Studien namhafter Wirtschaftswissenschaftler belegen eindeutig, dass das Produktionswachstum der Schlüsselfaktor zur Lösung demografischer Probleme ist. Demografische Veränderungen führen zu einem Produktionsrückgang, was sich negativ auf das Rentensystem auswirkt, da die Basis für Versicherungsbeiträge schrumpft und die Ausgaben für Rentenzahlungen entsprechend sinken. In diesem Zusammenhang ist die Notwendigkeit eines globalen Bewertungssystems offensichtlich, das in der Lage ist, beginnende pathologische Veränderungen im Körper eines Arbeitnehmers rechtzeitig zu erkennen und deren Entwicklung zu verhindern.
In der Sowjetzeit überwachte der Staat die Qualität der APZ, wodurch schädliche und (oder) gefährliche Produktionsfaktoren objektiv identifiziert wurden, auch wenn nicht immer Maßnahmen zur Beseitigung oder Minimierung aller Gesundheitsrisiken ergriffen wurden. Heute, unter den Bedingungen der Marktwirtschaft, hat sich der Staat praktisch aus der Kontrolle der Arbeitsbedingungen zurückgezogen und dieses Verfahren privaten Laboren überlassen, wodurch die Qualität und Objektivität bei der Feststellung von Mängeln gesunken ist. Das weit verbreitete Preisdumping durch Zertifizierungsorganisationen bei Ausschreibungen lässt den Schluss zu, dass der Wert des bestehenden Bewertungssystems nicht an die Qualität der Arbeit gebunden ist, sondern rein kommerzieller Natur ist. Es entstand ein sogenannter „Interessenkonflikt“, bei dem Arbeitgeber die Möglichkeit erhielten, die Steuervermeidung bei Löhnen dokumentarisch zu untermauern oder die Rechtmäßigkeit der Kürzung von Sozialleistungen zu bestätigen. Diese Fakten sprechen ebenfalls für empfohlene Maßnahmen zum Übergang zu transparenteren Methoden der Bewertung von Arbeitsbedingungen.
Die gesamte wissenschaftliche und praktische Arbeit zur Änderung der Bewertungsverfahren, die von kompetenten HSE-Spezialisten und Experten über Jahre hinweg geleistet wurde, hielt dem Druck der Arbeitgeber leider nicht stand. In der Anfangsphase der Diskussionen und Vorbereitungen für die SBA im Jahr 2012 wurde noch ein umfassender Charakter der Kontrolle der Produktionsumgebung und des Arbeitsprozesses an allen Arbeitsplätzen unterstützt.
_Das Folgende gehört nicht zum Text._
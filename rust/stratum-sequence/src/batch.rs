//! A fixed-capacity batch of decoded column values.

use stratum_format::schema::{BasicType, BasicTypeDescriptor};

use crate::{offsets::Offsets, presence::Presence, values::Values};

/// One decoded batch of rows for a single column.
///
/// Fixed-size types store one slot per row in `values` (null rows are
/// zero-filled), so the value at row `i` sits at index `i` of the typed
/// view. Variable-size types (`String`, `Binary`) store concatenated bytes
/// in `values` with per-row byte ranges in `offsets`; null rows occupy an
/// empty range. `presence` tracks which rows actually hold a value; the
/// value accessors are only meaningful for rows where `is_valid` returns
/// `true`.
#[derive(Debug, Clone)]
pub struct ValueBatch {
    pub values: Values,
    pub offsets: Option<Offsets>,
    pub presence: Presence,
    pub type_desc: BasicTypeDescriptor,
}

impl ValueBatch {
    /// Creates an empty batch for the given type.
    pub fn empty(type_desc: BasicTypeDescriptor) -> ValueBatch {
        ValueBatch {
            values: Values::new(),
            offsets: type_desc.requires_offsets().then(Offsets::new),
            presence: Presence::Trivial(0),
            type_desc,
        }
    }

    /// Creates an empty batch with storage pre-allocated for `capacity` rows.
    pub fn with_capacity(type_desc: BasicTypeDescriptor, capacity: usize) -> ValueBatch {
        let elem_size = type_desc.primitive_size().unwrap_or(16);
        ValueBatch {
            values: Values::with_byte_capacity(capacity * elem_size),
            offsets: type_desc
                .requires_offsets()
                .then(|| Offsets::with_capacity(capacity)),
            presence: Presence::Trivial(0),
            type_desc,
        }
    }

    /// Number of rows in the batch, null rows included.
    #[inline]
    pub fn len(&self) -> usize {
        self.presence.len()
    }

    #[inline]
    pub fn is_empty(&self) -> bool {
        self.len() == 0
    }

    /// Returns `true` if the row at `index` holds a value.
    #[inline]
    pub fn is_valid(&self, index: usize) -> bool {
        self.presence.is_valid(index)
    }

    /// Appends a primitive value.
    ///
    /// # Panics
    ///
    /// Panics if `size_of::<T>()` does not match the column's primitive
    /// size, or if the column is variable-size.
    pub fn push_value<T>(&mut self, value: T)
    where
        T: bytemuck::NoUninit,
    {
        assert_eq!(
            self.type_desc.primitive_size(),
            Some(std::mem::size_of::<T>())
        );
        assert!(self.offsets.is_none());
        self.values.push(value);
        self.presence.push_non_null();
    }

    /// Appends a run of primitive values.
    pub fn extend_from_slice<T>(&mut self, values: &[T])
    where
        T: bytemuck::NoUninit,
    {
        assert_eq!(
            self.type_desc.primitive_size(),
            Some(std::mem::size_of::<T>())
        );
        assert!(self.offsets.is_none());
        self.values.extend_from_slice(values);
        self.presence.extend_with_non_nulls(values.len());
    }

    /// Appends one fixed-size value given as raw bytes.
    ///
    /// # Panics
    ///
    /// Panics if the byte length does not match the column's primitive size.
    pub fn push_fixed(&mut self, value: &[u8]) {
        assert_eq!(self.type_desc.primitive_size(), Some(value.len()));
        assert!(self.offsets.is_none());
        self.values.extend_from_byte_slice(value);
        self.presence.push_non_null();
    }

    /// Appends a run of fixed-size values given as raw bytes.
    ///
    /// # Panics
    ///
    /// Panics if the byte length is not a multiple of the column's
    /// primitive size.
    pub fn extend_fixed(&mut self, values: &[u8]) {
        let size = self
            .type_desc
            .primitive_size()
            .expect("fixed-size column type");
        assert!(self.offsets.is_none());
        assert_eq!(values.len() % size, 0);
        self.values.extend_from_byte_slice(values);
        self.presence.extend_with_non_nulls(values.len() / size);
    }

    /// Appends a variable-size value.
    ///
    /// # Panics
    ///
    /// Panics if the column is not `String` or `Binary`.
    pub fn push_binary(&mut self, value: &[u8]) {
        assert!(matches!(
            self.type_desc.basic_type,
            BasicType::String | BasicType::Binary
        ));
        self.offsets
            .as_mut()
            .expect("offsets for variable-size type")
            .push_length(value.len());
        self.values.extend_from_byte_slice(value);
        self.presence.push_non_null();
    }

    pub fn push_str(&mut self, value: &str) {
        assert_eq!(self.type_desc.basic_type, BasicType::String);
        self.push_binary(value.as_bytes());
    }

    /// Appends a null row.
    pub fn push_null(&mut self) {
        self.push_nulls(1);
    }

    /// Appends `count` null rows.
    pub fn push_nulls(&mut self, count: usize) {
        if count == 0 {
            return;
        }
        if let Some(offsets) = self.offsets.as_mut() {
            offsets.push_empty(count);
        } else {
            let size = self.type_desc.primitive_size().unwrap_or(0);
            self.values
                .resize_zeroed_bytes(self.values.bytes_len() + size * count);
        }
        self.presence.extend_with_nulls(count);
    }

    /// The value at `index` for a fixed-size column. Zero for null rows.
    #[inline]
    pub fn value_at<T>(&self, index: usize) -> T
    where
        T: bytemuck::AnyBitPattern,
    {
        self.values.as_slice::<T>()[index]
    }

    /// The value bytes at `index` for a variable-size column. Empty for
    /// null rows.
    #[inline]
    pub fn binary_at(&self, index: usize) -> &[u8] {
        let range = self
            .offsets
            .as_ref()
            .expect("offsets for variable-size type")
            .range(index);
        &self.values.as_bytes()[range]
    }

    /// Fully invalidates the batch contents for refilling: length back to
    /// zero, every validity marker dropped, offsets reset. Storage is kept
    /// for reuse.
    pub fn clear(&mut self) {
        self.values.clear();
        if let Some(offsets) = self.offsets.as_mut() {
            offsets.clear();
        }
        self.presence.clear();
    }
}

#[cfg(test)]
mod tests {
    use super::*;
    use stratum_format::schema::{BasicType, BasicTypeDescriptor};

    fn int64_desc() -> BasicTypeDescriptor {
        BasicTypeDescriptor::new(BasicType::Int64, true)
    }

    fn string_desc() -> BasicTypeDescriptor {
        BasicTypeDescriptor::new(BasicType::String, false)
    }

    #[test]
    fn test_primitive_batch_positional_slots() {
        let mut batch = ValueBatch::with_capacity(int64_desc(), 4);
        batch.push_value(7i64);
        batch.push_null();
        batch.push_value(-3i64);
        assert_eq!(batch.len(), 3);
        assert!(batch.is_valid(0));
        assert!(!batch.is_valid(1));
        assert_eq!(batch.value_at::<i64>(0), 7);
        assert_eq!(batch.value_at::<i64>(1), 0);
        assert_eq!(batch.value_at::<i64>(2), -3);
    }

    #[test]
    fn test_string_batch() {
        let mut batch = ValueBatch::empty(string_desc());
        batch.push_str("alpha");
        batch.push_null();
        batch.push_str("b");
        assert_eq!(batch.len(), 3);
        assert_eq!(batch.binary_at(0), b"alpha");
        assert_eq!(batch.binary_at(1), b"");
        assert_eq!(batch.binary_at(2), b"b");
        assert_eq!(batch.presence.count_nulls(), 1);
    }

    #[test]
    fn test_clear_invalidates_everything() {
        let mut batch = ValueBatch::empty(string_desc());
        batch.push_str("stale");
        batch.push_null();
        batch.clear();
        assert!(batch.is_empty());
        assert_eq!(batch.presence.count_nulls(), 0);

        batch.push_str("fresh");
        assert_eq!(batch.len(), 1);
        assert_eq!(batch.binary_at(0), b"fresh");
    }

    #[test]
    fn test_extend_from_slice() {
        let mut batch = ValueBatch::empty(int64_desc());
        batch.extend_from_slice(&[1i64, 2, 3]);
        batch.push_nulls(2);
        assert_eq!(batch.len(), 5);
        assert_eq!(batch.values.len::<i64>(), 5);
        assert_eq!(batch.value_at::<i64>(4), 0);
    }

    #[test]
    #[should_panic]
    fn test_push_value_type_mismatch() {
        let mut batch = ValueBatch::empty(int64_desc());
        batch.push_value(1i32);
    }
}
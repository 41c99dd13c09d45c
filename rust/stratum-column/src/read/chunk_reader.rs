//! The column chunk reader: a pull-based decoder producing value batches.

use std::cmp;
use std::ops::Range;

use stratum_common::{Result, error::Error, verify_arg};
use stratum_format::{
    chunk::{ChunkFooter, ChunkHeader, PageEncoding, PageHeader, PageKind},
    schema::BasicTypeDescriptor,
};
use stratum_io::ReadAt;
use stratum_sequence::batch::ValueBatch;

use super::{
    batch_pool::{BatchGuard, BatchPool},
    dictionary::{CodesCursor, ValueDictionary},
    plain::PlainValuesCursor,
    validity::PageValidity,
};

/// Options controlling a chunk read.
#[derive(Debug, Clone)]
pub struct ChunkReadOptions {
    /// Maximum number of rows per returned batch. Must be non-zero.
    pub batch_capacity: usize,
    /// When set, the reader recycles batch storage across `next_batch`
    /// calls; each returned batch is then valid only until the next call.
    pub reuse_buffers: bool,
}

impl Default for ChunkReadOptions {
    fn default() -> Self {
        ChunkReadOptions {
            batch_capacity: 1024,
            reuse_buffers: false,
        }
    }
}

/// Reads one column chunk as a lazy, finite sequence of batches.
///
/// The reader owns the chunk's dictionary (if any) and all decode state.
/// Readers over different chunks are fully independent; a single reader's
/// sequence is forward-only and consumed once. Re-opening the chunk
/// reproduces the identical batch sequence.
#[derive(Debug)]
pub struct ColumnChunkReader<R: ReadAt> {
    source: R,
    type_desc: BasicTypeDescriptor,
    footer: ChunkFooter,
    batch_capacity: usize,
    pool: BatchPool,
    state: DecodeState,
}

impl<R: ReadAt> ColumnChunkReader<R> {
    /// Opens a chunk for reading, validating its header and footer.
    pub fn open(source: R, options: ChunkReadOptions) -> Result<ColumnChunkReader<R>> {
        verify_arg!(options.batch_capacity, options.batch_capacity > 0);
        let size = source.size().map_err(|e| Error::io("chunk source", e))?;
        let min_size = (ChunkHeader::SIZE + ChunkFooter::SIZE) as u64;
        if size < min_size {
            return Err(Error::invalid_format(
                "chunk",
                format!("{size} bytes is smaller than the minimal chunk"),
            ));
        }
        let header_bytes = read_exact(&source, 0..ChunkHeader::SIZE as u64, "chunk header")?;
        let header = ChunkHeader::decode(&header_bytes)?;
        let footer_bytes = read_exact(&source, size - ChunkFooter::SIZE as u64..size, "chunk footer")?;
        let footer = ChunkFooter::decode(&footer_bytes)?;
        Ok(ColumnChunkReader {
            source,
            type_desc: header.type_desc,
            footer,
            batch_capacity: options.batch_capacity,
            pool: BatchPool::new(header.type_desc, options.reuse_buffers),
            state: DecodeState::new(),
        })
    }

    pub fn type_desc(&self) -> BasicTypeDescriptor {
        self.type_desc
    }

    /// Total rows in the chunk, from the footer.
    pub fn row_count(&self) -> u64 {
        self.footer.row_count
    }

    /// Row offset of the first plain-decoded row after dictionary-encoded
    /// pages, once the reader has observed the encoding transition.
    ///
    /// `None` if no transition has been observed (not yet reached, or the
    /// chunk is single-encoding).
    pub fn fallback_row(&self) -> Option<u64> {
        self.state.fallback_row
    }

    /// Decodes the next batch of up to the configured capacity.
    ///
    /// Returns `Ok(None)` once the chunk is exhausted. The final batch may
    /// be shorter than the capacity. On error the in-progress batch is
    /// discarded entirely; batches returned by earlier calls are unaffected.
    pub fn next_batch(&mut self) -> Result<Option<BatchGuard<'_>>> {
        if matches!(self.state.phase, ChunkPhase::Exhausted) {
            return Ok(None);
        }
        let capacity = self.batch_capacity;
        let Self {
            source,
            type_desc,
            footer,
            pool,
            state,
            ..
        } = self;
        let mut batch = pool.acquire(capacity);
        let mut filled = 0usize;
        while filled < capacity {
            if !state.load_next_page(source, *type_desc, footer)? {
                break;
            }
            filled += state.fill_from_page(&mut batch, capacity - filled)?;
        }
        state.rows_emitted += filled as u64;
        if state.page.is_none() && state.pages_read == footer.page_count {
            state.phase = ChunkPhase::Exhausted;
            if state.rows_emitted != footer.row_count {
                return Err(Error::invalid_format(
                    "chunk",
                    format!(
                        "decoded {} rows, footer declares {}",
                        state.rows_emitted, footer.row_count
                    ),
                ));
            }
        }
        if filled == 0 {
            return Ok(None);
        }
        Ok(Some(batch))
    }
}

/// Chunk-level position of the decode: which page is active, which decoder
/// applies, and how far the chunk has been consumed. Owned and mutated by
/// exactly one [`ColumnChunkReader`].
#[derive(Debug)]
struct DecodeState {
    phase: ChunkPhase,
    next_page_offset: u64,
    pages_read: u32,
    /// Rows covered by all value pages loaded so far.
    rows_loaded: u64,
    /// Rows handed out through finished batches.
    rows_emitted: u64,
    dictionary: Option<ValueDictionary>,
    page: Option<ActivePage>,
    seen_plain_page: bool,
    fallback_row: Option<u64>,
}

#[derive(Debug)]
enum ChunkPhase {
    /// Before any page: a dictionary page is still admissible.
    ReadingDictionaryPage,
    ReadingValuePages,
    Exhausted,
}

#[derive(Debug)]
struct ActivePage {
    validity: PageValidity,
    decoder: PageValuesDecoder,
    next_row: usize,
}

/// The decode strategy of the active page. Dictionary-coded pages resolve
/// codes against the chunk dictionary held by the state; plain pages carry
/// their values inline.
#[derive(Debug)]
enum PageValuesDecoder {
    Dictionary(CodesCursor),
    Plain(PlainValuesCursor),
}

impl DecodeState {
    fn new() -> DecodeState {
        DecodeState {
            phase: ChunkPhase::ReadingDictionaryPage,
            next_page_offset: ChunkHeader::SIZE as u64,
            pages_read: 0,
            rows_loaded: 0,
            rows_emitted: 0,
            dictionary: None,
            page: None,
            seen_plain_page: false,
            fallback_row: None,
        }
    }

    /// Ensures a value page is active, reading pages forward as needed.
    /// Returns `false` when the chunk has no further pages.
    fn load_next_page<R: ReadAt>(
        &mut self,
        source: &R,
        type_desc: BasicTypeDescriptor,
        footer: &ChunkFooter,
    ) -> Result<bool> {
        loop {
            if self.page.is_some() {
                return Ok(true);
            }
            if self.pages_read == footer.page_count {
                return Ok(false);
            }
            let header_end = self.next_page_offset + PageHeader::SIZE as u64;
            let header_bytes = read_exact(source, self.next_page_offset..header_end, "page header")?;
            let header = PageHeader::decode(&header_bytes)?;
            let body_end = header_end + header.data_size as u64;
            let body = read_exact(source, header_end..body_end, "page body")?;
            self.pages_read += 1;
            self.next_page_offset = body_end;
            match header.kind {
                PageKind::Dictionary => self.load_dictionary_page(&header, &body, type_desc)?,
                PageKind::Values => self.load_value_page(&header, body, type_desc)?,
            }
        }
    }

    fn load_dictionary_page(
        &mut self,
        header: &PageHeader,
        body: &[u8],
        type_desc: BasicTypeDescriptor,
    ) -> Result<()> {
        if self.dictionary.is_some() {
            return Err(Error::invalid_format(
                "chunk",
                "more than one dictionary page",
            ));
        }
        if !matches!(self.phase, ChunkPhase::ReadingDictionaryPage) {
            return Err(Error::invalid_format(
                "chunk",
                "dictionary page after value pages",
            ));
        }
        self.dictionary = Some(ValueDictionary::decode(
            body,
            header.row_count as usize,
            type_desc,
        )?);
        self.phase = ChunkPhase::ReadingValuePages;
        Ok(())
    }

    fn load_value_page(
        &mut self,
        header: &PageHeader,
        body: Vec<u8>,
        type_desc: BasicTypeDescriptor,
    ) -> Result<()> {
        if header.row_count == 0 {
            return Err(Error::invalid_format("page header", "empty value page"));
        }
        self.phase = ChunkPhase::ReadingValuePages;
        let validity_size = header.validity_size();
        if body.len() < validity_size {
            return Err(Error::invalid_format(
                "page body",
                "truncated validity bitmap",
            ));
        }
        let validity = PageValidity::decode(header, &body[..validity_size])?;
        let values_bytes = &body[validity_size..];
        let decoder = match header.encoding {
            PageEncoding::Dictionary => {
                if self.seen_plain_page {
                    return Err(Error::invalid_format(
                        "chunk",
                        "dictionary-encoded page after a plain page",
                    ));
                }
                if self.dictionary.is_none() {
                    return Err(Error::invalid_format(
                        "chunk",
                        "dictionary-encoded page without a dictionary page",
                    ));
                }
                PageValuesDecoder::Dictionary(CodesCursor::new(
                    values_bytes,
                    header.present_count(),
                )?)
            }
            PageEncoding::Plain => {
                if !self.seen_plain_page {
                    self.seen_plain_page = true;
                    // The transition event: the chunk decoded dictionary
                    // pages up to this row and plain pages from it on.
                    if self.dictionary.is_some() {
                        self.fallback_row = Some(self.rows_loaded);
                    }
                }
                PageValuesDecoder::Plain(PlainValuesCursor::new(
                    values_bytes.to_vec(),
                    header.present_count(),
                    type_desc,
                )?)
            }
        };
        self.rows_loaded += header.row_count as u64;
        self.page = Some(ActivePage {
            validity,
            decoder,
            next_row: 0,
        });
        Ok(())
    }

    /// Moves up to `max_rows` rows from the active page into `batch`,
    /// consulting validity so that null rows consume no value. Closes the
    /// page when its last row is emitted.
    fn fill_from_page(&mut self, batch: &mut ValueBatch, max_rows: usize) -> Result<usize> {
        let Some(page) = self.page.as_mut() else {
            return Ok(0);
        };
        let dictionary = self.dictionary.as_ref();
        let page_rows = page.validity.len();
        let target = cmp::min(max_rows, page_rows - page.next_row);
        let mut produced = 0usize;
        while produced < target {
            let row = page.next_row;
            if page.validity.is_present(row) {
                let run = cmp::min(page.validity.present_run_len(row), target - produced);
                match &mut page.decoder {
                    PageValuesDecoder::Dictionary(cursor) => {
                        let dictionary = dictionary.ok_or_else(|| {
                            Error::invalid_format("chunk", "missing dictionary during decode")
                        })?;
                        for _ in 0..run {
                            let code = cursor.next().ok_or_else(|| {
                                Error::invalid_format(
                                    "code page",
                                    "codes exhausted before page rows",
                                )
                            })?;
                            dictionary.append_to_batch(code, batch)?;
                        }
                    }
                    PageValuesDecoder::Plain(cursor) => {
                        cursor.append_run(batch, run)?;
                    }
                }
                page.next_row += run;
                produced += run;
            } else {
                let run = cmp::min(page.validity.null_run_len(row), target - produced);
                batch.push_nulls(run);
                page.next_row += run;
                produced += run;
            }
        }
        let page_done = page.next_row == page_rows;
        if page_done {
            match &page.decoder {
                PageValuesDecoder::Dictionary(cursor) => {
                    if cursor.remaining() != 0 {
                        return Err(Error::invalid_format(
                            "code page",
                            "unconsumed codes after page rows",
                        ));
                    }
                }
                PageValuesDecoder::Plain(cursor) => cursor.verify_exhausted()?,
            }
            self.page = None;
        }
        Ok(produced)
    }
}

/// Reads `range` from the source, failing on a short read.
fn read_exact<R: ReadAt>(source: &R, range: Range<u64>, what: &str) -> Result<Vec<u8>> {
    let expected = (range.end - range.start) as usize;
    let data = source.read_at(range).map_err(|e| Error::io(what, e))?;
    if data.len() != expected {
        return Err(Error::invalid_format(
            what,
            format!("unexpected end of chunk: wanted {expected} bytes, got {}", data.len()),
        ));
    }
    Ok(data)
}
Das Ergebnis war jedoch ein Dokument, das eine Art Vermutung zugunsten bestimmter Arbeitgeber einführte, die sie von ihren Pflichten entbindet und die Rechte der einfachen Angestellten verletzt. Aufgrund der verabschiedeten Neuerungen hat sich das System – selbst im Vergleich zur ohnehin umstrittenen APZ – verschlechtert, sodass wir die potenziellen positiven Effekte des beschriebenen Verfahrens derzeit überhaupt nicht nutzen können.
Die SBA wird, sofern korrekte Änderungen und Erläuterungen vorgenommen werden, weiterhin als wichtige sozioökonomische Maßnahme für Unternehmen gelten. Gleichzeitig wird sie jedoch weiterhin nur Fragen der Arbeitsbeziehungen lösen können, ohne über den Rahmen rechtlicher Normen und Verordnungen hinauszugehen. Es gibt jedoch genügend objektive Probleme, die im aktuellen Rechtsrahmen völlig ignoriert werden. Durch die Verschmelzung bestehender Verfahren mit einem progressiven Ansatz und den Forschungen von Experten für Arbeitshygiene müssen wir einen neuen Ansatz zur Bewertung der Arbeitsbedingungen entwickeln, der den modernen Realitäten gerecht wird.